▸ **Work to be completed**
For the listing that follows, give again exactly the lines from the one with "let (fires_tx, fires_rx)" to the one with "let removed = self.inner.jobs.lock().await.remove(id).is_some();", including both.

═══

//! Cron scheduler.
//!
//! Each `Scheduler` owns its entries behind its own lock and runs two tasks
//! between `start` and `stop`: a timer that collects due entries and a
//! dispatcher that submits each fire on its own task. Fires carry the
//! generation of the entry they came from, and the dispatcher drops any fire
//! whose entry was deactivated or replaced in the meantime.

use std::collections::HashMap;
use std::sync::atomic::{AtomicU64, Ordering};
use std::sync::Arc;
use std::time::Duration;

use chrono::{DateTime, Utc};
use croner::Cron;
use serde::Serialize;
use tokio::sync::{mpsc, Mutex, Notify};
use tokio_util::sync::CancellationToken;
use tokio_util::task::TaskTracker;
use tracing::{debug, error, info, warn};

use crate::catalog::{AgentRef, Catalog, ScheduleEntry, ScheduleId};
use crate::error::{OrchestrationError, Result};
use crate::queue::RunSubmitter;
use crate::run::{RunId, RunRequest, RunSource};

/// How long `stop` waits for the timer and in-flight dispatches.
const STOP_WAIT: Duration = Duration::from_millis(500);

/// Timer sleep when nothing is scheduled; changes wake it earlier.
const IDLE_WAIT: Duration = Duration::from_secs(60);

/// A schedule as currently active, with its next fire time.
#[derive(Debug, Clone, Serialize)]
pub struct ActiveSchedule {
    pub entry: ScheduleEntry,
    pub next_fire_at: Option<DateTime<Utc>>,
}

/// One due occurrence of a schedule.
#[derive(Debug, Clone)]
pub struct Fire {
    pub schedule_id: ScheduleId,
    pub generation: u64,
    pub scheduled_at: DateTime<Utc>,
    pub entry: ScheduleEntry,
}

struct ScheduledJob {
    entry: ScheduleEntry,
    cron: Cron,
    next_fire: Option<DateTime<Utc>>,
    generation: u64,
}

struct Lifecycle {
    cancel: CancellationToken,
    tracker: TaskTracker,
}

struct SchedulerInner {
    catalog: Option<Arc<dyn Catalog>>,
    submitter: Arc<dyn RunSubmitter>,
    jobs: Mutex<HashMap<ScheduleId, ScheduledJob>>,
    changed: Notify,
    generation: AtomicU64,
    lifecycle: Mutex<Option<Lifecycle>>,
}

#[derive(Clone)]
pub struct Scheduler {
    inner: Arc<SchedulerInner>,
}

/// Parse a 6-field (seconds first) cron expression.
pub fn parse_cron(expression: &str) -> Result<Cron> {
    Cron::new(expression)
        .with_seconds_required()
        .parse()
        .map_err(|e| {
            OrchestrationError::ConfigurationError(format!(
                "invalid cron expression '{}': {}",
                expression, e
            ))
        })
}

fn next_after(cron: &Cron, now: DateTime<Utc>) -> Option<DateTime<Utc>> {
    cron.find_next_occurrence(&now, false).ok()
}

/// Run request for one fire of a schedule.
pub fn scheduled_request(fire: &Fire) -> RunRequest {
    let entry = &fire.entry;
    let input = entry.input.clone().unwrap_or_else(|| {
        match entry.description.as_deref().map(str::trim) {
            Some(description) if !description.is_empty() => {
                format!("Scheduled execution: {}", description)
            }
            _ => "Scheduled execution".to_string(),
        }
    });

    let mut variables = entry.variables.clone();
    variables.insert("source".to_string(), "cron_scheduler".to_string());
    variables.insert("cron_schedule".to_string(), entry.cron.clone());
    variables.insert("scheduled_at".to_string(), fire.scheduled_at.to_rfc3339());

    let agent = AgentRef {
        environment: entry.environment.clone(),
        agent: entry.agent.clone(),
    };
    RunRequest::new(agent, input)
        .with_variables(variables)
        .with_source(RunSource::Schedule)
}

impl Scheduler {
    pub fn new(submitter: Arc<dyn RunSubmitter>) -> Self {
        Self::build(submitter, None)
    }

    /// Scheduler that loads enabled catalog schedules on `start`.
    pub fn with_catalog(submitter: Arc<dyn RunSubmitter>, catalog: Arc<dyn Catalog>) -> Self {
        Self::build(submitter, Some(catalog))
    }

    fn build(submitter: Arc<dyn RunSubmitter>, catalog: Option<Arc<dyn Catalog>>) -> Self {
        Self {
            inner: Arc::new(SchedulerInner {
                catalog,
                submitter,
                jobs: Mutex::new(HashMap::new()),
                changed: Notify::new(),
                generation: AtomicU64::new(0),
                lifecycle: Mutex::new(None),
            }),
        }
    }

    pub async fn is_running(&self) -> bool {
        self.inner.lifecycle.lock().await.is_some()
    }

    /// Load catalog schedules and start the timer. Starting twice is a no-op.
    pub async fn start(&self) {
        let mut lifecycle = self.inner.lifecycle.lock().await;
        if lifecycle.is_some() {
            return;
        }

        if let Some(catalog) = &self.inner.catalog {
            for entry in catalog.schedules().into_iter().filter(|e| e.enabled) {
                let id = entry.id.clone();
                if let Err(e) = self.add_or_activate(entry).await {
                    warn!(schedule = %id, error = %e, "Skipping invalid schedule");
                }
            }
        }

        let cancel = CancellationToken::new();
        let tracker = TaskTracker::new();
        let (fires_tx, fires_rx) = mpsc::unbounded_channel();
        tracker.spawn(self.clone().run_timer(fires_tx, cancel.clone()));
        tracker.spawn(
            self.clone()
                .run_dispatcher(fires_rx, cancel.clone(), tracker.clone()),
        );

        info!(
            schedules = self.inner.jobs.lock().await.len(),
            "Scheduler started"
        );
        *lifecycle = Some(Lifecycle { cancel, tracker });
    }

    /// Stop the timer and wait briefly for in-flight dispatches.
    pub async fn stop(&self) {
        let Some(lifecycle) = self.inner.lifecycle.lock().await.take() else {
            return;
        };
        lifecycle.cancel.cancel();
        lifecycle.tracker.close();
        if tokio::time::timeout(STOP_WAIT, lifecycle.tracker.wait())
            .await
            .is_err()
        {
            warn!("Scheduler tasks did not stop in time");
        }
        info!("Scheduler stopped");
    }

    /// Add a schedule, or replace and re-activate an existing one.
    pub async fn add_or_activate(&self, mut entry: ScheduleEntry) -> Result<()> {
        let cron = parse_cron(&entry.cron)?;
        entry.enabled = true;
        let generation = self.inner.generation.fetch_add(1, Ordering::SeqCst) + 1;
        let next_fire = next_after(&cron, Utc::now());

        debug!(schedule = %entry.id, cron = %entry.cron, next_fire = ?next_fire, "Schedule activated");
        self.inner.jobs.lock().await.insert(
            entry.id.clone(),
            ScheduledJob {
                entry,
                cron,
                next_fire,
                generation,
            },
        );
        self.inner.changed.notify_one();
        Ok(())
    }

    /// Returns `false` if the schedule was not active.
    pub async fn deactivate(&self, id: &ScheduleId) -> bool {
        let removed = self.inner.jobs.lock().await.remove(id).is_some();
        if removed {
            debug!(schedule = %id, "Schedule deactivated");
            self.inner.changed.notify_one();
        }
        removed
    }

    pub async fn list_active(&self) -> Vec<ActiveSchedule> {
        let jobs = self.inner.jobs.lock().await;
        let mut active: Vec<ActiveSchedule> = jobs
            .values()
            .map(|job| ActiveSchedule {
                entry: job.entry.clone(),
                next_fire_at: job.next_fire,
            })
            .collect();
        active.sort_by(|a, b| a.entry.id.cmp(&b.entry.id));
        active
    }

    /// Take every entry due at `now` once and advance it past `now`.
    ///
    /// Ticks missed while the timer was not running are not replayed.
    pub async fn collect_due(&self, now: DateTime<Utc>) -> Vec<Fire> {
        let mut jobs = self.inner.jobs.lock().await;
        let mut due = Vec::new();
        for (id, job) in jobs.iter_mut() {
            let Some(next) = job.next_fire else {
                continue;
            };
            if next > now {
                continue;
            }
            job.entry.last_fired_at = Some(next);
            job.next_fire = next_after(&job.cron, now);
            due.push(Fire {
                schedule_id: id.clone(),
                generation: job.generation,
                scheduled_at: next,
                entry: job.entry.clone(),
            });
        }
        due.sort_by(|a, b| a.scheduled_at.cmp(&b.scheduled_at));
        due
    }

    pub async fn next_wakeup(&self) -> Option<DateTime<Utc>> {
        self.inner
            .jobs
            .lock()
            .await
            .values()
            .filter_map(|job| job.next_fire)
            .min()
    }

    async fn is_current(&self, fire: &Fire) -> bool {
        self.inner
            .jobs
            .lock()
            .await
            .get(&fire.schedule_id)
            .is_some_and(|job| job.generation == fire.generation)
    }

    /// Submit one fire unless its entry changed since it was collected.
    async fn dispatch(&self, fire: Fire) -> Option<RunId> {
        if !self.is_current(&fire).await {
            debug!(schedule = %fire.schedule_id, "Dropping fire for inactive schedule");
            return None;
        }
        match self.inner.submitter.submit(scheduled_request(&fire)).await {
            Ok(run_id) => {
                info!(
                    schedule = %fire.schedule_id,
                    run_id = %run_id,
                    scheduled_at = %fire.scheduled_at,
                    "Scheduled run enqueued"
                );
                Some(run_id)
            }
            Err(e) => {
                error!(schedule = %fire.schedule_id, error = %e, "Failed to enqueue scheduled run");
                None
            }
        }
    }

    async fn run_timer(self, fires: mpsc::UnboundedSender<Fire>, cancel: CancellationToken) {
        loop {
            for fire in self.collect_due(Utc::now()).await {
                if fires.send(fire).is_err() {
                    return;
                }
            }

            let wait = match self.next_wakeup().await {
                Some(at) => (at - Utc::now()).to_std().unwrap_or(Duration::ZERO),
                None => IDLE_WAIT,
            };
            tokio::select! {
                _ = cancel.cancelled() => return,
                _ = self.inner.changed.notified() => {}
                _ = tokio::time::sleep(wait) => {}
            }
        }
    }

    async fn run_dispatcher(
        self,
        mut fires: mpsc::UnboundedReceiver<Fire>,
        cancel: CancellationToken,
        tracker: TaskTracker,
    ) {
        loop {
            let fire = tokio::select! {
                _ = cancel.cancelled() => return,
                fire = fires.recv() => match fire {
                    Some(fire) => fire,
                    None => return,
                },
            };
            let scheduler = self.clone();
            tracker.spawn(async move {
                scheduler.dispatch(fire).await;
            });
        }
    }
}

═══

▸ **Output for this task**
        let (fires_tx, fires_rx) = mpsc::unbounded_channel();
        tracker.spawn(self.clone().run_timer(fires_tx, cancel.clone()));
        tracker.spawn(
            self.clone()
                .run_dispatcher(fires_rx, cancel.clone(), tracker.clone()),
        );

        info!(
            schedules = self.inner.jobs.lock().await.len(),
            "Scheduler started"
        );
        *lifecycle = Some(Lifecycle { cancel, tracker });
    }

    /// Stop the timer and wait briefly for in-flight dispatches.
    pub async fn stop(&self) {
        let Some(lifecycle) = self.inner.lifecycle.lock().await.take() else {
            return;
        };
        lifecycle.cancel.cancel();
        lifecycle.tracker.close();
        if tokio::time::timeout(STOP_WAIT, lifecycle.tracker.wait())
            .await
            .is_err()
        {
            warn!("Scheduler tasks did not stop in time");
        }
        info!("Scheduler stopped");
    }

    /// Add a schedule, or replace and re-activate an existing one.
    pub async fn add_or_activate(&self, mut entry: ScheduleEntry) -> Result<()> {
        let cron = parse_cron(&entry.cron)?;
        entry.enabled = true;
        let generation = self.inner.generation.fetch_add(1, Ordering::SeqCst) + 1;
        let next_fire = next_after(&cron, Utc::now());

        debug!(schedule = %entry.id, cron = %entry.cron, next_fire = ?next_fire, "Schedule activated");
        self.inner.jobs.lock().await.insert(
            entry.id.clone(),
            ScheduledJob {
                entry,
                cron,
                next_fire,
                generation,
            },
        );
        self.inner.changed.notify_one();
        Ok(())
    }

    /// Returns `false` if the schedule was not active.
    pub async fn deactivate(&self, id: &ScheduleId) -> bool {
        let removed = self.inner.jobs.lock().await.remove(id).is_some();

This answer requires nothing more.